// Composition root: idempotent init, subsystem wiring, timeouts
use courier_core::{
    ChannelHandle, ChannelName, Courier, CourierConfig, CourierError, MemoryTransport,
    ReplyEnvelope, Result, Transport,
};
use mockall::mock;
use serde_json::json;
use std::sync::Arc;
use std::time::Duration;

mock! {
    pub Transport {}
    impl Transport for Transport {
        fn register_channel(&self, name: ChannelName) -> Result<Arc<dyn ChannelHandle>>;
    }
}

const COURIER_CHANNELS: [ChannelName; 4] = [
    ChannelName::Circuits,
    ChannelName::Members,
    ChannelName::Hotkeys,
    ChannelName::Notifications,
];

fn courier_with(config: CourierConfig) -> (Courier, courier_core::MemoryPeer) {
    let (transport, peer) = MemoryTransport::pair();
    (Courier::new(Arc::new(transport), config), peer)
}

#[tokio::test]
async fn double_init_registers_each_channel_once() -> Result<()> {
    let (memory, mut peer) = MemoryTransport::pair();
    let mut mock = MockTransport::new();
    for name in COURIER_CHANNELS {
        let handle = memory.register_channel(name)?;
        mock.expect_register_channel()
            .withf(move |n| *n == name)
            .times(1)
            .returning(move |_| Ok(Arc::clone(&handle)));
    }

    let courier = Courier::new(Arc::new(mock), CourierConfig::default());
    courier.init()?;

    let before = courier.members.get_me()?;
    courier.init()?;
    assert_eq!(courier.channels().len(), 4);
    assert_eq!(courier.members.subsystem().pending(), 1);

    let after = courier.members.get_me()?;
    assert_ne!(before.id(), after.id());

    for (channel, request) in peer.drain_requests() {
        let name = format!("member-{}", request.id());
        peer.reply(channel, request.reply(json!({ "username": name })));
    }
    assert_eq!(
        before.await?.reply.data,
        Some(json!({"username": "member-1"}))
    );
    assert_eq!(
        after.await?.reply.data,
        Some(json!({"username": "member-2"}))
    );
    assert_eq!(courier.members.me_username().as_deref(), Some("member-2"));
    assert_eq!(courier.pending_total(), 0);
    Ok(())
}

#[test]
fn failed_registration_surfaces_from_init() {
    let mut mock = MockTransport::new();
    mock.expect_register_channel()
        .returning(|_| Err(CourierError::Transport("counterpart unavailable".into())));

    let courier = Courier::new(Arc::new(mock), CourierConfig::default());
    let err = courier.init().unwrap_err();
    assert_eq!(err.code(), "TRANSPORT_ERROR");
    assert!(!courier.circuits.subsystem().is_initialized());
}

#[tokio::test]
async fn subsystems_correlate_independently() -> Result<()> {
    let (courier, mut peer) = courier_with(CourierConfig::default());
    courier.init()?;

    let circuit = courier.circuits.load_active_circuit()?;
    let shortcuts = courier.hotkeys.get_current_shortcuts()?;
    // Both registries start counting at 1.
    assert_eq!(circuit.id(), shortcuts.id());

    let sent = peer.drain_requests();
    assert_eq!(sent.len(), 2);
    for (channel, request) in sent.into_iter().rev() {
        peer.reply(channel, request.reply(json!({ "from": channel.as_str() })));
    }

    assert_eq!(
        circuit.await?.reply.data,
        Some(json!({"from": "circuits"}))
    );
    assert_eq!(
        shortcuts.await?.reply.data,
        Some(json!({"from": "hotkeys"}))
    );
    Ok(())
}

#[tokio::test]
async fn requests_before_init_fail() {
    let (courier, _peer) = courier_with(CourierConfig::default());
    let err = courier.circuits.start_wtf().unwrap_err();
    assert!(matches!(err, CourierError::NotInitialized(ChannelName::Circuits)));
    assert!(courier.notify("toast", json!({})).is_err());
}

#[tokio::test]
async fn notify_is_fire_and_forget() -> Result<()> {
    let (courier, mut peer) = courier_with(CourierConfig::default());
    courier.init()?;

    courier.notify("toast", json!({"text": "circuit solved"}))?;
    let (channel, envelope) = peer.try_next_request().expect("notification sent");
    assert_eq!(channel, ChannelName::Notifications);
    assert_eq!(envelope.request_type(), "toast");

    // A stray answer on the send-only channel goes nowhere.
    peer.reply(channel, ReplyEnvelope::ok(envelope.id(), "toast", json!(null)));
    let binding = courier
        .channels()
        .get(ChannelName::Notifications)
        .expect("bound");
    assert_eq!(binding.stats().dropped, 1);
    assert_eq!(courier.pending_total(), 0);
    Ok(())
}

#[tokio::test]
async fn resolve_without_timeout_waits() -> Result<()> {
    let (courier, mut peer) = courier_with(CourierConfig::default());
    courier.init()?;

    let pending = courier.hotkeys.update_shortcuts(json!({"toggle": "Ctrl+Shift+T"}))?;
    let (channel, request) = peer.try_next_request().expect("sent");
    let replier = tokio::spawn(async move {
        tokio::time::sleep(Duration::from_millis(50)).await;
        peer.reply(channel, request.reply(json!({"ok": true})));
        peer
    });

    let delivery = courier.resolve(pending).await?;
    assert_eq!(delivery.reply.data, Some(json!({"ok": true})));
    replier.await.expect("replier");
    Ok(())
}

#[tokio::test]
async fn resolve_with_timeout_withdraws_request() -> Result<()> {
    let (courier, _peer) = courier_with(CourierConfig {
        reply_timeout_ms: Some(20),
        ..CourierConfig::default()
    });
    courier.init()?;

    let pending = courier.circuits.get_circuit_with_all_details("angry_badger")?;
    let id = pending.id();
    let err = courier.resolve(pending).await.unwrap_err();
    assert!(matches!(err, CourierError::Timeout(t) if t == id));
    assert_eq!(courier.pending_total(), 0);
    Ok(())
}

#[tokio::test]
async fn sweep_needs_configured_age() -> Result<()> {
    let (courier, _peer) = courier_with(CourierConfig::default());
    courier.init()?;
    let _leaked = courier.circuits.start_wtf()?;
    assert_eq!(courier.sweep_expired(), 0);
    assert_eq!(courier.pending_total(), 1);
    courier.shutdown();

    let (courier, _peer) = courier_with(CourierConfig {
        pending_max_age_ms: Some(10),
        ..CourierConfig::default()
    });
    courier.init()?;
    let stale = courier.circuits.start_wtf()?;
    let _other = courier.members.get_member("m-9")?;
    tokio::time::sleep(Duration::from_millis(30)).await;

    assert_eq!(courier.sweep_expired(), 2);
    assert_eq!(courier.pending_total(), 0);
    assert!(matches!(stale.await, Err(CourierError::Expired(_))));
    Ok(())
}
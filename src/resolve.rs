//! Mapping of logical request paths onto the served root.
//!
//! Logical paths are always `/`-separated. They are split into segments and
//! pushed onto the root one component at a time, so the native path uses the
//! host's own separator without any textual rewriting. The joined path is then
//! canonicalized and must stay under the canonical root.

use std::fs;
use std::io;
use std::path::{Component, Path, PathBuf};

use serde::Serialize;
use tracing::{debug, warn};

use crate::error::ShareError;

/// The single directory exposed by the server.
///
/// Holds the canonical form of the directory, computed once at startup.
#[derive(Debug, Clone)]
pub struct ServedRoot {
    path: PathBuf,
}

impl ServedRoot {
    /// Canonicalize `path` and check that it is a directory.
    pub fn new(path: impl AsRef<Path>) -> io::Result<Self> {
        let path = path.as_ref().canonicalize()?;
        if !path.is_dir() {
            return Err(io::Error::new(
                io::ErrorKind::NotADirectory,
                format!("served root is not a directory: {}", path.display()),
            ));
        }
        Ok(Self { path })
    }

    pub fn path(&self) -> &Path {
        &self.path
    }

    /// Path segments of `native` relative to the root. Empty for the root
    /// itself or for paths outside it.
    ///
    /// Components are converted lossily. Every directory reachable here was
    /// named by a UTF-8 request path, and listings skip non-UTF-8 names, so
    /// the lossy branch only matters for paths built by hand.
    pub fn relative_segments(&self, native: &Path) -> Vec<String> {
        let Ok(relative) = native.strip_prefix(&self.path) else {
            return Vec::new();
        };

        relative
            .components()
            .filter_map(|component| match component {
                Component::Normal(part) => Some(part.to_string_lossy().into_owned()),
                _ => None,
            })
            .collect()
    }

    /// Logical path (always starting with `/`) for a native path under the root.
    pub fn logical_path(&self, native: &Path) -> String {
        format!("/{}", self.relative_segments(native).join("/"))
    }
}

#[derive(Debug, Clone, Copy, PartialEq, Eq, Serialize)]
#[serde(rename_all = "lowercase")]
pub enum TargetKind {
    File,
    Directory,
    Missing,
}

#[derive(Debug, Clone)]
pub struct ResolvedTarget {
    pub native_path: PathBuf,
    pub kind: TargetKind,
}

/// Classify a native path by a single `stat`.
pub fn classify(path: &Path) -> TargetKind {
    match fs::metadata(path) {
        Ok(metadata) if metadata.is_dir() => TargetKind::Directory,
        Ok(_) => TargetKind::File,
        Err(_) => TargetKind::Missing,
    }
}

/// Resolve a logical request path against the served root.
///
/// `/` maps to the root itself. A path that does not exist is classified
/// [`TargetKind::Missing`]; a path that exists but canonicalizes outside the
/// root (through `..` or a symlink) is rejected with
/// [`ShareError::PathTraversal`].
pub fn resolve(root: &ServedRoot, request_path: &str) -> Result<ResolvedTarget, ShareError> {
    if request_path == "/" {
        return Ok(ResolvedTarget {
            native_path: root.path().to_path_buf(),
            kind: classify(root.path()),
        });
    }

    let joined = join_segments(root.path(), request_path)?;

    let canonical = match joined.canonicalize() {
        Ok(canonical) => canonical,
        Err(err) => {
            debug!("Cannot resolve {}: {}", joined.display(), err);
            return Ok(ResolvedTarget {
                native_path: joined,
                kind: TargetKind::Missing,
            });
        }
    };

    if !canonical.starts_with(root.path()) {
        warn!(
            "Rejected {:?}: resolved to {:?} outside {:?}",
            request_path,
            canonical,
            root.path()
        );
        return Err(ShareError::PathTraversal);
    }

    let kind = classify(&canonical);
    Ok(ResolvedTarget {
        native_path: canonical,
        kind,
    })
}

/// Push each `/`-separated segment onto `root` as exactly one component.
fn join_segments(root: &Path, request_path: &str) -> Result<PathBuf, ShareError> {
    let mut result = root.to_path_buf();

    for segment in request_path.split('/') {
        if segment.is_empty() || segment == "." {
            continue;
        }

        if segment.contains('\0') || segment.contains('\\') {
            warn!("Rejected path segment {:?}", segment);
            return Err(ShareError::PathTraversal);
        }

        let mut components = Path::new(segment).components();
        match (components.next(), components.next()) {
            (Some(Component::Normal(name)), None) => result.push(name),
            (Some(Component::ParentDir), None) => result.push(Component::ParentDir),
            _ => {
                warn!("Rejected path segment {:?}", segment);
                return Err(ShareError::PathTraversal);
            }
        }
    }

    Ok(result)
}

### [TASK DESCRIPTION]
Of all the entries above, repeat only the lines from the line that has "onto the served root." to the line that has "use std::io;", both lines included, exactly.

### [RESULT]
//! Mapping of logical request paths onto the served root.
//!
//! Logical paths are always `/`-separated. They are split into segments and
//! pushed onto the root one component at a time, so the native path uses the
//! host's own separator without any textual rewriting. The joined path is then
//! canonicalized and must stay under the canonical root.

use std::fs;
use std::io;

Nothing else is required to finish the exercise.